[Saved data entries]
· · ·

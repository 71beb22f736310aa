//! Field values of object instances

use crate::chunk::ChunkId;
use crate::error::{ChunkSchemaError, Result};
use crate::schema::FieldKind;

use super::graph::ObjectId;

/// Value stored in one field of an object node
///
/// Nested objects are referenced by [`ObjectId`] into the owning
/// [`super::ObjectGraph`]; arrays own their elements.
#[derive(Debug, Clone, PartialEq)]
pub enum Value {
    Bool(bool),
    Int8(i8),
    Int16(i16),
    Int32(i32),
    Int64(i64),
    Float32(f32),
    Float64(f64),
    Char(char),
    Str(String),
    Array(Vec<Value>),
    Object(ObjectId),
    /// Stored record named by chunk id; [`ChunkId::NULL`] when unset
    Ref(ChunkId),
}

impl Value {
    /// Zero value of a primitive, string or array kind
    ///
    /// Fixed arrays get `count` defaults; `None` for kinds that need a
    /// graph node (objects, or fixed arrays of objects).
    pub fn default_for(kind: &FieldKind) -> Option<Value> {
        Some(match kind {
            FieldKind::Bool => Value::Bool(false),
            FieldKind::Int8 => Value::Int8(0),
            FieldKind::Int16 => Value::Int16(0),
            FieldKind::Int32 => Value::Int32(0),
            FieldKind::Int64 => Value::Int64(0),
            FieldKind::Float32 => Value::Float32(0.0),
            FieldKind::Float64 => Value::Float64(0.0),
            FieldKind::Char => Value::Char('\0'),
            FieldKind::Str => Value::Str(String::new()),
            FieldKind::List(_) => Value::Array(Vec::new()),
            FieldKind::FixedArray(element, count) => {
                let mut items = Vec::with_capacity(*count as usize);
                for _ in 0..*count {
                    items.push(Value::default_for(element)?);
                }
                Value::Array(items)
            }
            FieldKind::Ref(_) => Value::Ref(ChunkId::NULL),
            FieldKind::Object(_) => return None,
        })
    }

    /// Short name of the variant for error messages
    pub fn kind_name(&self) -> &'static str {
        match self {
            Value::Bool(_) => "bool",
            Value::Int8(_) => "int8",
            Value::Int16(_) => "int16",
            Value::Int32(_) => "int32",
            Value::Int64(_) => "int64",
            Value::Float32(_) => "float32",
            Value::Float64(_) => "float64",
            Value::Char(_) => "char",
            Value::Str(_) => "string",
            Value::Array(_) => "array",
            Value::Object(_) => "object",
            Value::Ref(_) => "ref",
        }
    }

    /// True if this is a primitive value of exactly `kind`
    pub(crate) fn matches_primitive(&self, kind: &FieldKind) -> bool {
        matches!(
            (self, kind),
            (Value::Bool(_), FieldKind::Bool)
                | (Value::Int8(_), FieldKind::Int8)
                | (Value::Int16(_), FieldKind::Int16)
                | (Value::Int32(_), FieldKind::Int32)
                | (Value::Int64(_), FieldKind::Int64)
                | (Value::Float32(_), FieldKind::Float32)
                | (Value::Float64(_), FieldKind::Float64)
                | (Value::Char(_), FieldKind::Char)
                | (Value::Ref(_), FieldKind::Ref(_))
        )
    }

    pub fn as_bool(&self) -> Option<bool> {
        match self {
            Value::Bool(v) => Some(*v),
            _ => None,
        }
    }

    pub fn as_i32(&self) -> Option<i32> {
        match self {
            Value::Int32(v) => Some(*v),
            _ => None,
        }
    }

    pub fn as_i64(&self) -> Option<i64> {
        match self {
            Value::Int64(v) => Some(*v),
            _ => None,
        }
    }

    pub fn as_f64(&self) -> Option<f64> {
        match self {
            Value::Float64(v) => Some(*v),
            _ => None,
        }
    }

    pub fn as_str(&self) -> Option<&str> {
        match self {
            Value::Str(v) => Some(v),
            _ => None,
        }
    }

    pub fn as_array(&self) -> Option<&[Value]> {
        match self {
            Value::Array(items) => Some(items),
            _ => None,
        }
    }

    pub fn as_object(&self) -> Option<ObjectId> {
        match self {
            Value::Object(id) => Some(*id),
            _ => None,
        }
    }

    pub fn as_chunk_id(&self) -> Option<ChunkId> {
        match self {
            Value::Ref(id) => Some(*id),
            _ => None,
        }
    }
}

/// UTF-16 code unit stored for a `Char` field
pub(crate) fn char_to_unit(value: char) -> Result<u16> {
    u16::try_from(u32::from(value)).map_err(|_| {
        ChunkSchemaError::invalid_argument(
            "char",
            format!("{:?} is outside the basic multilingual plane", value),
        )
    })
}

/// Character held by a stored code unit; lone surrogates are rejected
pub(crate) fn unit_to_char(unit: u16) -> Result<char> {
    char::from_u32(u32::from(unit)).ok_or_else(|| {
        ChunkSchemaError::invalid_argument("char", format!("{:#06x} is a surrogate", unit))
    })
}

macro_rules! impl_from_primitive {
    ($($ty:ty => $variant:ident),* $(,)?) => {
        $(
            impl From<$ty> for Value {
                fn from(value: $ty) -> Self {
                    Value::$variant(value)
                }
            }
        )*
    };
}

impl_from_primitive! {
    bool => Bool,
    i8 => Int8,
    i16 => Int16,
    i32 => Int32,
    i64 => Int64,
    f32 => Float32,
    f64 => Float64,
    char => Char,
    String => Str,
    ObjectId => Object,
    ChunkId => Ref,
}

impl From<&str> for Value {
    fn from(value: &str) -> Self {
        Value::Str(value.to_string())
    }
}

impl<T: Into<Value>> From<Vec<T>> for Value {
    fn from(items: Vec<T>) -> Self {
        Value::Array(items.into_iter().map(Into::into).collect())
    }
}

#[cfg(test)]
mod tests {
    use super::*;

    #[test]
    fn test_defaults() {
        assert_eq!(Value::default_for(&FieldKind::Int32), Some(Value::Int32(0)));
        assert_eq!(
            Value::default_for(&FieldKind::fixed_array(FieldKind::Bool, 2)),
            Some(Value::Array(vec![Value::Bool(false), Value::Bool(false)]))
        );
        assert_eq!(
            Value::default_for(&FieldKind::list(FieldKind::Str)),
            Some(Value::Array(Vec::new()))
        );
        assert_eq!(
            Value::default_for(&FieldKind::Ref(crate::schema::SchemaId(0))),
            Some(Value::Ref(ChunkId::NULL))
        );
    }

    #[test]
    fn test_char_code_units() {
        assert_eq!(char_to_unit('λ').unwrap(), 0x03BB);
        assert_eq!(unit_to_char(0x03BB).unwrap(), 'λ');
        assert!(char_to_unit('🦀').is_err());
        assert!(unit_to_char(0xDC00).is_err());
    }

    #[test]
    fn test_conversions() {
        assert_eq!(Value::from(7i16), Value::Int16(7));
        assert_eq!(Value::from("hi").as_str(), Some("hi"));
        assert_eq!(
            Value::from(vec![1i32, 2]),
            Value::Array(vec![Value::Int32(1), Value::Int32(2)])
        );
    }
}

· · ·

Using only the entries above, output the line with "pub fn as_chunk_id(&self)", the line with "pub(crate) fn unit_to_char(unit: u16)", and all lines between them, exactly as they stand.

(Answer space)
    pub fn as_chunk_id(&self) -> Option<ChunkId> {
        match self {
            Value::Ref(id) => Some(*id),
            _ => None,
        }
    }
}

/// UTF-16 code unit stored for a `Char` field
pub(crate) fn char_to_unit(value: char) -> Result<u16> {
    u16::try_from(u32::from(value)).map_err(|_| {
        ChunkSchemaError::invalid_argument(
            "char",
            format!("{:?} is outside the basic multilingual plane", value),
        )
    })
}

/// Character held by a stored code unit; lone surrogates are rejected
pub(crate) fn unit_to_char(unit: u16) -> Result<char> {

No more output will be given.